Kickball was the one of the most fun and anxiety inducing parts of middle school. On one hand, the game was simple in its mechanics and enjoyable to play. On the other hand, the picking of teams by team captains reveals a ranked preference that often feels uncomfortable for those picked towards the end. Playground politics aside, here we’ll look at a few different picking rules and their effects on the fairness of the resulting game.
Not all people are equally skilled when it comes to kickball. Let’s go a step further and say that kickball skill follows a bell curve like the one shown below. Most people are close to the average skill level. Exceptionally good and bad people exist in smaller numbers in the tails of the distribution. Every individual is assigned a number representing their skill, pulled from a normal distribution.
There are lots of common rules used for picking teams.
- random - count off people in the group like “team 1, team 2, team 1, team 2, team 1, …” This is a favorite of gym teachers, though I’ve never seen kids elect to do this themselves.
- 1-1 - Team 1 picks 1 person. Then, team 2 picks 1 person. This repeats until all the students belong to a team.

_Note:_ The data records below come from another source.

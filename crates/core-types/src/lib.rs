use std::collections::BTreeMap;
use std::fmt;

use serde::{Deserialize, Serialize};

/// Namespace used when neither the request nor the caller names one.
pub const DEFAULT_NAMESPACE: &str = "micro";

#[derive(Clone, Debug, Eq, PartialEq, Hash, Serialize, Deserialize)]
#[serde(transparent)]
pub struct Namespace(pub String);

impl Namespace {
    pub fn new(value: impl Into<String>) -> Self {
        Self(value.into())
    }

    pub fn as_str(&self) -> &str {
        &self.0
    }
}

impl Default for Namespace {
    fn default() -> Self {
        Self(DEFAULT_NAMESPACE.to_string())
    }
}

impl fmt::Display for Namespace {
    fn fmt(&self, f: &mut fmt::Formatter<'_>) -> fmt::Result {
        f.write_str(&self.0)
    }
}

#[derive(Clone, Copy, Debug, Default, Eq, PartialEq, Serialize, Deserialize)]
#[serde(rename_all = "lowercase")]
pub enum AccountKind {
    #[default]
    User,
    Service,
}

/// Caller identity as issued by the accounts service. Never carries secrets.
#[derive(Clone, Debug, Eq, PartialEq, Serialize, Deserialize)]
pub struct Account {
    pub id: String,
    #[serde(default)]
    pub name: String,
    #[serde(rename = "type", default)]
    pub kind: AccountKind,
    pub issuer: String,
    #[serde(default)]
    pub scopes: Vec<String>,
    #[serde(default, skip_serializing_if = "BTreeMap::is_empty")]
    pub metadata: BTreeMap<String, String>,
}

impl Account {
    pub fn has_scope(&self, scope: &str) -> bool {
        self.scopes.iter().any(|s| s == scope)
    }
}

/// Per-request execution context: who is calling and in which namespace.
///
/// Built by the transport layer and passed explicitly into every registry
/// operation.
#[derive(Clone, Debug, Default, PartialEq)]
pub struct RequestContext {
    account: Option<Account>,
    namespace: Namespace,
}

impl RequestContext {
    pub fn new(account: Option<Account>, namespace: Namespace) -> Self {
        Self { account, namespace }
    }

    pub fn anonymous(namespace: Namespace) -> Self {
        Self {
            account: None,
            namespace,
        }
    }

    pub fn with_account(mut self, account: Account) -> Self {
        self.account = Some(account);
        self
    }

    pub fn account(&self) -> Option<&Account> {
        self.account.as_ref()
    }

    pub fn namespace(&self) -> &Namespace {
        &self.namespace
    }
}

#[cfg(test)]
mod tests {
    use super::*;

    #[test]
    fn default_context_is_anonymous_in_default_namespace() {
        let ctx = RequestContext::default();
        assert!(ctx.account().is_none());
        assert_eq!(ctx.namespace().as_str(), DEFAULT_NAMESPACE);
    }

    #[test]
    fn account_serializes_kind_as_type() {
        let account = Account {
            id: "ops".into(),
            name: "Ops".into(),
            kind: AccountKind::Service,
            issuer: "micro".into(),
            scopes: vec!["admin".into()],
            metadata: BTreeMap::new(),
        };
        let value = serde_json::to_value(&account).unwrap();
        assert_eq!(value["type"], "service");
        assert!(value.get("metadata").is_none());
        assert!(account.has_scope("admin"));
        assert!(!account.has_scope("service"));
    }
}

- 1-2 - this system adds a twist to the 1-1 system. Team 1 begins by picking 1 person. Team 2 then picks 2 people. Team 1 picks 2 people, Team 2 picks 2 people and so on until Team 1 picks the last person. Such a system is seen as “more fair” because it compensates team 2 for not getting to pick 1st.
One way to see the differences between these 3 strategies is to simulate the picking of kickball teams under the rules and see what happens. In order to evaluate the outcomes, it’s useful to come up with a metric to track so that we can better compare the rules.
- 1st pick advantage rate - how often does team 1 end up with the “more stacked” team? Here we can just sum up the skill levels of the members of each team to compare.
Let’s take a look at the simulation results!
This seems a bit odd. The simulation was calculated with a population sizes of 4, 6, 8, … all the way to 100. I was expecting that as the number of people increases, whatever unfairness might exist would disappear over time. Instead, we’re seeing oscillation, with alternating numbers of players being fair and unfair. More specifically, for population sizes divisible by 4 (4, 8, …, 100), picking with the 1-2 system ends up with fair teams, according to 1st pick advantage rate (as defined above). However, other even population sizes (6, 10, 14, …) leads to 1st pick advantage rates of around 83%. What gives?
Let’s try looking at two other metrics besides 1st pick advantage rate. It looks like for those even numbers not divisible by 4, 1st pick really does give an advantage. However, how bad is it really? We can use the following metric to figure out.
- absolute skill spread - by how much do the teams differ in summed player skill? To calculate this, we look at the absolute value of the difference between the summed skill levels of players for each team.
So it appears there’s still some oscillation. Here’s the same graph as above, now splitting into separate curves for the divisible by 4 case and the other even numbers. For convenience, we’ll label the numbers divisible by 4 with “0 mod 4”, meaning that they have a remainder of 0 when divide by 4. The other even numbers are (2 )
From this, we see that there’s a decay as the population size increases. That’s a good sign– it shows us that as you pick from a larger pool, the advantage of going 1st diminishes. For an even group of people not divisible by 4, at 6 people you can expect the team picking first to be about 3% better skilled overall, while with 50 people that drops to about 0.3%. So if you find yourself picking second and your team losing, it’s not too unreasonable to blame the picking scheme if the total number of people is an even number not divisible by 4. However, it’s clear from the data that the fairer way to pick these games is to use the 1-2 system rather than the 1-1 that’s commonly used.